Un notabile lo interrogò: «Maestro buono, che devo fare per ottenere la vita eterna?». Gesù gli rispose: «Perché mi dici buono? Nessuno è buono, se non uno solo, Dio. Tu conosci i comandamenti: Non commettere adulterio, non uccidere, non rubare, non testimoniare il falso, onora tuo padre e tua madre». Costui disse: «Tutto questo l’ho osservato fin dalla mia giovinezza». Udito ciò, Gesù gli disse: «Una cosa ancora ti manca: vendi tutto quello che hai, distribuiscilo ai poveri e avrai un tesoro nei cieli; poi vieni e seguimi». Ma quegli, udite queste parole, divenne assai triste, perché era molto ricco. Lc 18,18-23
Un notabile, una persona quindi ricca e potente. La sua domanda non potrebbe essere più fondamentale. Ed essa rivela già un fatto importante. Evidentemente tutte le pratiche e l’impegno a cui è fedele non sono sufficienti per dargli la sensazione di essere sulla strada giusta, che porta alla vita. E la coscienza che lo spinge oltre! Per questo interroga Gesù! Gesù risponde con due obiezioni.
- Perché mi dici buono? Nessuno è buono, se non uno solo, Dio. Che potremmo tradurre con: “Sei sicuro di sapere chi sono io ?“ E insieme, soprattutto: “Sei sicuro di sapere chi è Dio?”
- Tu conosci i comandamenti... Già da te stesso sai ciò che è necessario ad una vita giusta. Ma quando Gesù li elenca, cita solo quelli che riguardano i rapporti tra gli uomini. Volutamente non elenca i comandamenti del Decalogo riferiti al rapporto con Dio.
Il giovane risponde che i comandamenti che riguardano i rapporti tra gli uomini egli già li osserva... Così almeno crede...
E allora Gesù può arrivare al cuore del discorso. “Una cosa ancora ti manca.” Gesù conferma quello che già la coscienza aveva rivelato al ricco: “Si, ti manca qualcosa, hai ragione .
Va, vendi quello che hai e dallo ai poveri... “Perché in quello sta la tua fede vana, è la tua falsa stabilità nella vita. Il tuo idolo. Liberatene, perché è questo il tuo unico ostacolo sulla strada che porta alla vita. Tu stesso lo avverti. La tua coscienza te lo dice! Alle ricchezze di questo mondo tu chiedi qualcosa di sproporzionato, che non potranno mai darti: assicurarti la vita eterna...

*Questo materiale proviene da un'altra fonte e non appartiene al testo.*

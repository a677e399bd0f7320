//! Logging setup for the binary.
//!
//! Logs go to stderr so stdout carries only scenario reports. The filter is
//! taken from `RUST_LOG` and defaults to `warn`; set
//! `RUST_LOG=detached_context=debug` to watch contexts expire and workers
//! get abandoned.

use tracing_subscriber::EnvFilter;

/// Filter used when `RUST_LOG` is unset or invalid.
pub const DEFAULT_FILTER: &str = "warn";

/// Builds the env filter, falling back to [`DEFAULT_FILTER`].
pub fn env_filter() -> EnvFilter {
    EnvFilter::try_from_default_env().unwrap_or_else(|_| EnvFilter::new(DEFAULT_FILTER))
}

/// Installs the global tracing subscriber.
///
/// Safe to call more than once; later calls are ignored.
pub fn init_tracing(json: bool) {
    let builder = tracing_subscriber::fmt()
        .with_env_filter(env_filter())
        .with_writer(std::io::stderr)
        .with_target(false);

    let result = if json {
        builder.json().try_init()
    } else {
        builder.try_init()
    };

    if let Err(e) = result {
        tracing::debug!(error = %e, "tracing subscriber already installed");
    }
}
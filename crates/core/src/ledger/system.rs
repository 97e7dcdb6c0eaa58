//! System account resolution.
//!
//! The funding and payout accounts are the counter-party of every inflow
//! and outflow that has no paired customer account. They are resolved once
//! at startup and handed to domain services as a plain value.

use serde::{Deserialize, Serialize};
use snel_shared::config::LedgerConfig;
use snel_shared::types::CurrencyCode;
use tokio::sync::OnceCell;
use tracing::info;

use crate::ledger::account::Account;
use crate::ledger::error::LedgerError;
use crate::ledger::service::Ledger;
use crate::ledger::store::LedgerStore;

/// The bank's fixed counter-party accounts.
#[derive(Debug, Clone, PartialEq, Eq, Serialize, Deserialize)]
pub struct SystemAccounts {
    /// Debited by deposits and disbursements.
    pub funding: Account,
    /// Credited by withdrawals and repayments.
    pub payout: Account,
}

/// Get-or-creates the system accounts and caches them.
#[derive(Debug)]
pub struct SystemAccountResolver {
    funding_number: String,
    payout_number: String,
    currency: CurrencyCode,
    resolved: OnceCell<SystemAccounts>,
}

impl SystemAccountResolver {
    /// Creates a resolver for explicit account numbers.
    #[must_use]
    pub fn new(
        funding_number: impl Into<String>,
        payout_number: impl Into<String>,
        currency: CurrencyCode,
    ) -> Self {
        Self {
            funding_number: funding_number.into(),
            payout_number: payout_number.into(),
            currency,
            resolved: OnceCell::new(),
        }
    }

    /// Creates a resolver from configuration.
    ///
    /// # Errors
    ///
    /// Returns `InvalidConfiguration` for a bad currency, a blank number or
    /// identical funding and payout numbers.
    pub fn from_config(config: &LedgerConfig) -> Result<Self, LedgerError> {
        let currency = CurrencyCode::parse(&config.system_currency)
            .map_err(|e| LedgerError::InvalidConfiguration(e.to_string()))?;
        let funding = config.funding_account_number.trim();
        let payout = config.payout_account_number.trim();
        if funding.is_empty() || payout.is_empty() {
            return Err(LedgerError::InvalidConfiguration(
                "system account numbers must not be blank".to_string(),
            ));
        }
        if funding == payout {
            return Err(LedgerError::InvalidConfiguration(format!(
                "funding and payout accounts share number {funding}"
            )));
        }
        Ok(Self::new(funding, payout, currency))
    }

    /// Returns the system accounts, provisioning them on first use.
    ///
    /// Concurrent first calls run the provisioning once; every later call
    /// returns the cached value. A failed attempt is not cached.
    ///
    /// # Errors
    ///
    /// Returns `DuplicateAccount` if a configured number belongs to a
    /// non-system account, or `Storage`.
    pub async fn resolve<S: LedgerStore>(
        &self,
        ledger: &Ledger<S>,
    ) -> Result<&SystemAccounts, LedgerError> {
        self.resolved
            .get_or_try_init(|| async {
                let funding = ledger
                    .open_system_account(&self.funding_number, self.currency.clone())
                    .await?;
                let payout = ledger
                    .open_system_account(&self.payout_number, self.currency.clone())
                    .await?;
                info!(
                    funding = %funding.account_number,
                    payout = %payout.account_number,
                    currency = %self.currency,
                    "System accounts resolved"
                );
                Ok(SystemAccounts { funding, payout })
            })
            .await
    }

    /// The cached accounts, if already resolved.
    #[must_use]
    pub fn get(&self) -> Option<&SystemAccounts> {
        self.resolved.get()
    }
}
//! Currency codes and the decimal scale of amounts.
//!
//! CRITICAL: Never use floating-point for money calculations.
//! Amounts are `rust_decimal::Decimal` throughout.

use rust_decimal::Decimal;
use serde::{Deserialize, Serialize};
use thiserror::Error;

/// Number of decimal places carried by fiat amounts.
pub const FIAT_SCALE: u32 = 2;

/// Returns true if `amount` needs no more than `scale` decimal places.
///
/// Trailing zeros do not count, so `10.500` fits a scale of 2.
#[must_use]
pub fn fits_scale(amount: Decimal, scale: u32) -> bool {
    amount.normalize().scale() <= scale
}

/// Error returned when parsing a currency code.
#[derive(Debug, Clone, PartialEq, Eq, Error)]
#[error("Invalid currency code: {0:?}")]
pub struct InvalidCurrencyCode(pub String);

/// ISO 4217 style three letter currency code (e.g. "GHS", "USD").
#[derive(Debug, Clone, PartialEq, Eq, Hash, Serialize, Deserialize)]
#[serde(try_from = "String", into = "String")]
pub struct CurrencyCode(String);

impl CurrencyCode {
    /// Parses a currency code, normalizing it to upper case.
    ///
    /// # Errors
    ///
    /// Returns an error unless the input is exactly three ASCII letters.
    pub fn parse(code: &str) -> Result<Self, InvalidCurrencyCode> {
        let trimmed = code.trim();
        if trimmed.len() == 3 && trimmed.chars().all(|c| c.is_ascii_alphabetic()) {
            Ok(Self(trimmed.to_ascii_uppercase()))
        } else {
            Err(InvalidCurrencyCode(code.to_string()))
        }
    }

    /// Returns the code as a string slice.
    #[must_use]
    pub fn as_str(&self) -> &str {
        &self.0
    }
}

impl std::fmt::Display for CurrencyCode {
    fn fmt(&self, f: &mut std::fmt::Formatter<'_>) -> std::fmt::Result {
        f.write_str(&self.0)
    }
}

impl std::str::FromStr for CurrencyCode {
    type Err = InvalidCurrencyCode;

    fn from_str(s: &str) -> Result<Self, Self::Err> {
        Self::parse(s)
    }
}

impl TryFrom<String> for CurrencyCode {
    type Error = InvalidCurrencyCode;

    fn try_from(value: String) -> Result<Self, Self::Error> {
        Self::parse(&value)
    }
}

impl From<CurrencyCode> for String {
    fn from(code: CurrencyCode) -> Self {
        code.0
    }
}

#[cfg(test)]
mod tests {
    use super::*;
    use rstest::rstest;
    use rust_decimal_macros::dec;

    fn ghs() -> CurrencyCode {
        CurrencyCode::parse("GHS").unwrap()
    }

    #[rstest]
    #[case("GHS", "GHS")]
    #[case("usd", "USD")]
    #[case(" eur ", "EUR")]
    fn test_currency_code_parse(#[case] input: &str, #[case] expected: &str) {
        assert_eq!(CurrencyCode::parse(input).unwrap().as_str(), expected);
    }

    #[rstest]
    #[case("")]
    #[case("GH")]
    #[case("GHSS")]
    #[case("G1S")]
    fn test_currency_code_rejects(#[case] input: &str) {
        assert!(CurrencyCode::parse(input).is_err());
    }

    #[test]
    fn test_currency_code_serde() {
        let json = serde_json::to_string(&ghs()).unwrap();
        assert_eq!(json, "\"GHS\"");
        let parsed: CurrencyCode = serde_json::from_str("\"usd\"").unwrap();
        assert_eq!(parsed.as_str(), "USD");
        assert!(serde_json::from_str::<CurrencyCode>("\"dollars\"").is_err());
    }

    #[rstest]
    #[case(dec!(10), true)]
    #[case(dec!(10.5), true)]
    #[case(dec!(10.55), true)]
    #[case(dec!(10.500), true)]
    #[case(dec!(10.555), false)]
    #[case(dec!(0.001), false)]
    fn test_fits_fiat_scale(#[case] amount: Decimal, #[case] expected: bool) {
        assert_eq!(fits_scale(amount, FIAT_SCALE), expected);
    }
}
//! Notification sinks for ledger events.
//!
//! Sinks are fire-and-forget. `notify` never blocks and never fails, so a
//! slow or broken consumer cannot affect a committed ledger operation.

use std::sync::Mutex;

use rust_decimal::Decimal;
use serde::{Deserialize, Serialize};
use snel_shared::types::{AccountId, CustomerId, EntryId};
use tokio::sync::mpsc;
use tracing::{info, warn};

use crate::ledger::account::AccountStatus;
use crate::ledger::entry::EntryType;
use crate::workflow::types::EntryStatus;

/// Event emitted after a committed ledger change.
#[derive(Debug, Clone, PartialEq, Eq, Serialize, Deserialize)]
#[serde(tag = "event", rename_all = "snake_case")]
pub enum LedgerNotification {
    /// An entry touching one of the customer's accounts changed status.
    EntryStatusChanged {
        /// Customer to notify.
        customer: CustomerId,
        /// The customer's account touched by the entry.
        account_id: AccountId,
        /// The entry.
        entry_id: EntryId,
        /// Entry type.
        entry_type: EntryType,
        /// Entry amount.
        amount: Decimal,
        /// Status after the change.
        new_status: EntryStatus,
    },
    /// An admin froze or unfroze one of the customer's accounts.
    AccountStatusChanged {
        /// Customer to notify.
        customer: CustomerId,
        /// The account.
        account_id: AccountId,
        /// Status after the change.
        new_status: AccountStatus,
    },
}

impl LedgerNotification {
    /// Customer the notification is addressed to.
    #[must_use]
    pub fn customer(&self) -> CustomerId {
        match self {
            Self::EntryStatusChanged { customer, .. } | Self::AccountStatusChanged { customer, .. } => {
                *customer
            }
        }
    }
}

/// Receiver of ledger notifications.
pub trait NotificationSink: Send + Sync {
    /// Deliver a notification without blocking.
    fn notify(&self, notification: LedgerNotification);
}

/// Sink that drops every notification.
#[derive(Debug, Default, Clone, Copy)]
pub struct NoopNotificationSink;

impl NotificationSink for NoopNotificationSink {
    fn notify(&self, _notification: LedgerNotification) {}
}

/// Sink that logs every notification.
#[derive(Debug, Default, Clone, Copy)]
pub struct TracingNotificationSink;

impl NotificationSink for TracingNotificationSink {
    fn notify(&self, notification: LedgerNotification) {
        match notification {
            LedgerNotification::EntryStatusChanged {
                customer,
                entry_id,
                entry_type,
                amount,
                new_status,
                ..
            } => info!(
                customer = %customer,
                entry_id = %entry_id,
                entry_type = %entry_type,
                amount = %amount,
                status = %new_status,
                "Entry status notification"
            ),
            LedgerNotification::AccountStatusChanged {
                customer,
                account_id,
                new_status,
            } => info!(
                customer = %customer,
                account_id = %account_id,
                status = %new_status,
                "Account status notification"
            ),
        }
    }
}

/// Sink that forwards notifications to a bounded channel.
///
/// A full or closed channel drops the notification with a warning.
#[derive(Debug, Clone)]
pub struct ChannelNotificationSink {
    sender: mpsc::Sender<LedgerNotification>,
}

impl ChannelNotificationSink {
    /// Creates a sink and the receiver its consumer drains.
    #[must_use]
    pub fn new(capacity: usize) -> (Self, mpsc::Receiver<LedgerNotification>) {
        let (sender, receiver) = mpsc::channel(capacity.max(1));
        (Self { sender }, receiver)
    }
}

impl NotificationSink for ChannelNotificationSink {
    fn notify(&self, notification: LedgerNotification) {
        if let Err(err) = self.sender.try_send(notification) {
            let customer = match &err {
                mpsc::error::TrySendError::Full(n) | mpsc::error::TrySendError::Closed(n) => {
                    n.customer()
                }
            };
            warn!(customer = %customer, error = %err, "Dropping ledger notification");
        }
    }
}

/// Sink that keeps notifications in memory, for tests.
#[derive(Debug, Default)]
pub struct MemoryNotificationSink {
    notifications: Mutex<Vec<LedgerNotification>>,
}

impl MemoryNotificationSink {
    /// Creates an empty sink.
    #[must_use]
    pub fn new() -> Self {
        Self::default()
    }

    /// Returns everything received so far.
    #[must_use]
    pub fn notifications(&self) -> Vec<LedgerNotification> {
        self.notifications
            .lock()
            .map(|n| n.clone())
            .unwrap_or_default()
    }
}

impl NotificationSink for MemoryNotificationSink {
    fn notify(&self, notification: LedgerNotification) {
        if let Ok(mut notifications) = self.notifications.lock() {
            notifications.push(notification);
        }
    }
}
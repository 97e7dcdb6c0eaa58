//! Account domain types and account number allocation.
//!
//! Accounts never store a balance. Everything monetary about an account is
//! derived from the postings of its posted entries.

use chrono::{DateTime, Utc};
use serde::{Deserialize, Serialize};
use snel_shared::types::{AccountId, CurrencyCode, CustomerId};
use std::fmt;

/// Kind of account.
#[derive(Debug, Clone, Copy, PartialEq, Eq, Hash, Serialize, Deserialize)]
#[serde(rename_all = "SCREAMING_SNAKE_CASE")]
pub enum AccountType {
    /// Everyday checking account.
    Checking,
    /// Savings account.
    Savings,
    /// Fixed deposit account.
    FixedDeposit,
    /// Current account.
    Current,
    /// Business account.
    Business,
    /// Investment account.
    Investment,
    /// Internal counter-party account owned by the bank.
    System,
}

impl AccountType {
    /// All account types.
    pub const ALL: [Self; 7] = [
        Self::Checking,
        Self::Savings,
        Self::FixedDeposit,
        Self::Current,
        Self::Business,
        Self::Investment,
        Self::System,
    ];

    /// Returns the string representation of the type.
    #[must_use]
    pub fn as_str(&self) -> &'static str {
        match self {
            Self::Checking => "CHECKING",
            Self::Savings => "SAVINGS",
            Self::FixedDeposit => "FIXED_DEPOSIT",
            Self::Current => "CURRENT",
            Self::Business => "BUSINESS",
            Self::Investment => "INVESTMENT",
            Self::System => "SYSTEM",
        }
    }

    /// Parses a type from a string.
    pub fn parse(s: &str) -> Option<Self> {
        let upper = s.trim().to_ascii_uppercase();
        Self::ALL.into_iter().find(|t| t.as_str() == upper)
    }

    /// Two letter code used in account numbers.
    #[must_use]
    pub fn code(&self) -> &'static str {
        &self.as_str()[..2]
    }
}

impl fmt::Display for AccountType {
    fn fmt(&self, f: &mut fmt::Formatter<'_>) -> fmt::Result {
        f.write_str(self.as_str())
    }
}

/// Lifecycle status of an account. Accounts are never deleted.
#[derive(Debug, Clone, Copy, PartialEq, Eq, Hash, Serialize, Deserialize)]
#[serde(rename_all = "SCREAMING_SNAKE_CASE")]
pub enum AccountStatus {
    /// Account accepts postings.
    Active,
    /// Account is frozen by an admin.
    Frozen,
}

impl AccountStatus {
    /// Returns the string representation of the status.
    #[must_use]
    pub fn as_str(&self) -> &'static str {
        match self {
            Self::Active => "ACTIVE",
            Self::Frozen => "FROZEN",
        }
    }

    /// Parses a status from a string.
    pub fn parse(s: &str) -> Option<Self> {
        match s.trim().to_ascii_uppercase().as_str() {
            "ACTIVE" => Some(Self::Active),
            "FROZEN" => Some(Self::Frozen),
            _ => None,
        }
    }
}

impl fmt::Display for AccountStatus {
    fn fmt(&self, f: &mut fmt::Formatter<'_>) -> fmt::Result {
        f.write_str(self.as_str())
    }
}

/// Who owns an account.
#[derive(Debug, Clone, Copy, PartialEq, Eq, Hash, Serialize, Deserialize)]
#[serde(tag = "kind", content = "customer_id", rename_all = "lowercase")]
pub enum AccountOwner {
    /// A customer of the bank.
    Customer(CustomerId),
    /// The bank itself.
    System,
}

impl AccountOwner {
    /// Returns the customer id, if the owner is a customer.
    #[must_use]
    pub fn customer(&self) -> Option<CustomerId> {
        match self {
            Self::Customer(id) => Some(*id),
            Self::System => None,
        }
    }
}

/// A ledger account.
#[derive(Debug, Clone, PartialEq, Eq, Serialize, Deserialize)]
pub struct Account {
    /// Unique identifier.
    pub id: AccountId,
    /// Owner of the account.
    pub owner: AccountOwner,
    /// Kind of account.
    pub account_type: AccountType,
    /// Currency every posting against this account must use.
    pub currency: CurrencyCode,
    /// Lifecycle status.
    pub status: AccountStatus,
    /// Unique human facing account number.
    pub account_number: String,
    /// When the account was opened.
    pub created_at: DateTime<Utc>,
}

impl Account {
    /// Opens a new active account.
    #[must_use]
    pub fn open(
        owner: AccountOwner,
        account_type: AccountType,
        currency: CurrencyCode,
        account_number: String,
    ) -> Self {
        Self {
            id: AccountId::new(),
            owner,
            account_type,
            currency,
            status: AccountStatus::Active,
            account_number,
            created_at: Utc::now(),
        }
    }

    /// Returns true if the account is frozen.
    #[must_use]
    pub fn is_frozen(&self) -> bool {
        self.status == AccountStatus::Frozen
    }

    /// Returns true if the account belongs to the bank.
    #[must_use]
    pub fn is_system(&self) -> bool {
        self.owner == AccountOwner::System
    }

    /// Returns true if `other` describes the same owner, type and currency.
    #[must_use]
    pub fn same_holding(&self, other: &Self) -> bool {
        self.owner == other.owner
            && self.account_type == other.account_type
            && self.currency == other.currency
    }
}

/// Deterministic account number for a customer holding.
///
/// Format: `ACCT-{customer id as 32 upper hex digits}-{type code}`.
#[must_use]
pub fn customer_account_number(customer: CustomerId, account_type: AccountType) -> String {
    format!(
        "ACCT-{:X}-{}",
        customer.into_inner().simple(),
        account_type.code()
    )
}

#[cfg(test)]
mod tests {
    use super::*;
    use rstest::rstest;
    use uuid::Uuid;

    #[rstest]
    #[case(AccountType::Checking, "CH")]
    #[case(AccountType::Savings, "SA")]
    #[case(AccountType::FixedDeposit, "FI")]
    #[case(AccountType::Current, "CU")]
    #[case(AccountType::Business, "BU")]
    #[case(AccountType::Investment, "IN")]
    #[case(AccountType::System, "SY")]
    fn test_account_type_code(#[case] account_type: AccountType, #[case] code: &str) {
        assert_eq!(account_type.code(), code);
        assert_eq!(AccountType::parse(account_type.as_str()), Some(account_type));
    }

    #[test]
    fn test_account_type_parse_is_case_insensitive() {
        assert_eq!(AccountType::parse("savings"), Some(AccountType::Savings));
        assert_eq!(
            AccountType::parse("fixed_deposit"),
            Some(AccountType::FixedDeposit)
        );
        assert_eq!(AccountType::parse("loan"), None);
    }

    #[test]
    fn test_account_status_parse() {
        assert_eq!(AccountStatus::parse("frozen"), Some(AccountStatus::Frozen));
        assert_eq!(AccountStatus::parse("ACTIVE"), Some(AccountStatus::Active));
        assert_eq!(AccountStatus::parse("closed"), None);
    }

    #[test]
    fn test_customer_account_number_is_deterministic() {
        let customer = CustomerId::from_uuid(Uuid::from_u128(0x0192_f3a4_0000_7000_8000_0000_0000_002a));
        let number = customer_account_number(customer, AccountType::Checking);
        assert_eq!(number, "ACCT-0192F3A400007000800000000000002A-CH");
        assert_eq!(number, customer_account_number(customer, AccountType::Checking));
        assert_ne!(number, customer_account_number(customer, AccountType::Savings));
    }

    #[test]
    fn test_open_account_is_active() {
        let account = Account::open(
            AccountOwner::System,
            AccountType::System,
            CurrencyCode::parse("GHS").unwrap(),
            "SYS-0001".to_string(),
        );
        assert!(!account.is_frozen());
        assert!(account.is_system());
        assert_eq!(account.owner.customer(), None);
    }
}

Condividi quello che hai qua e ora, perché serve solo qua e ora. Serve per sfamare i tuoi fratelli qua e ora. Come il gesto che un’altro ricco avrebbe potuto fare verso Lazzaro... Come il gesto che ancora tanti altri ricchi avrebbero potuto fare ai tanti Lazzaro di oggi.
- Il tuo gesto qua e ora mostra la paternità di Dio che si china su tutti i suoi figli: anche grazie a te! Per questo diventa un tesoro nei cieli! Cosa preziosissima agli occhi di Dio!
- Se quello che hai è trattenuto nelle tue mani, diventa il tuo dio e tu non trovi la vita. Ne va della tua fede.
- Se quello che hai è trattenuto nelle tue mani, questi fratelli poveri moriranno, bestemmiando Dio e negando che Egli è Padre che si prende cura di tutti i suoi figli. Ne va della loro fede.
“Poi vieni e seguimi.” Ecco concentrati tutti i comandamenti che riguardano il rapporto con Dio: “Seguimi “. Solo così conoscerai finalmente chi sono io e chi è Dio, cos’è la sua bontà.
Sia in questo brano che in quello del buon samaritano, come puoi notare, l’interrogazione iniziale è la stessa: “Che cosa devo fare per ottenere la vita eterna??’ (Lc 10,25 e Lc 18,18).
Per “ottenere la vita “, sorprendentemente Gesù rimanda i due interlocutori... non al primo comandamento (al servizio di Dio), ma al secondo, alla relazione col fratello che soffre. Proprio nell’incontro col povero, essi possono riconoscere la compassione e la cura di Dio.
La scelta di Dio. Scelta dei poveri e fede in Dio sono indissolubili.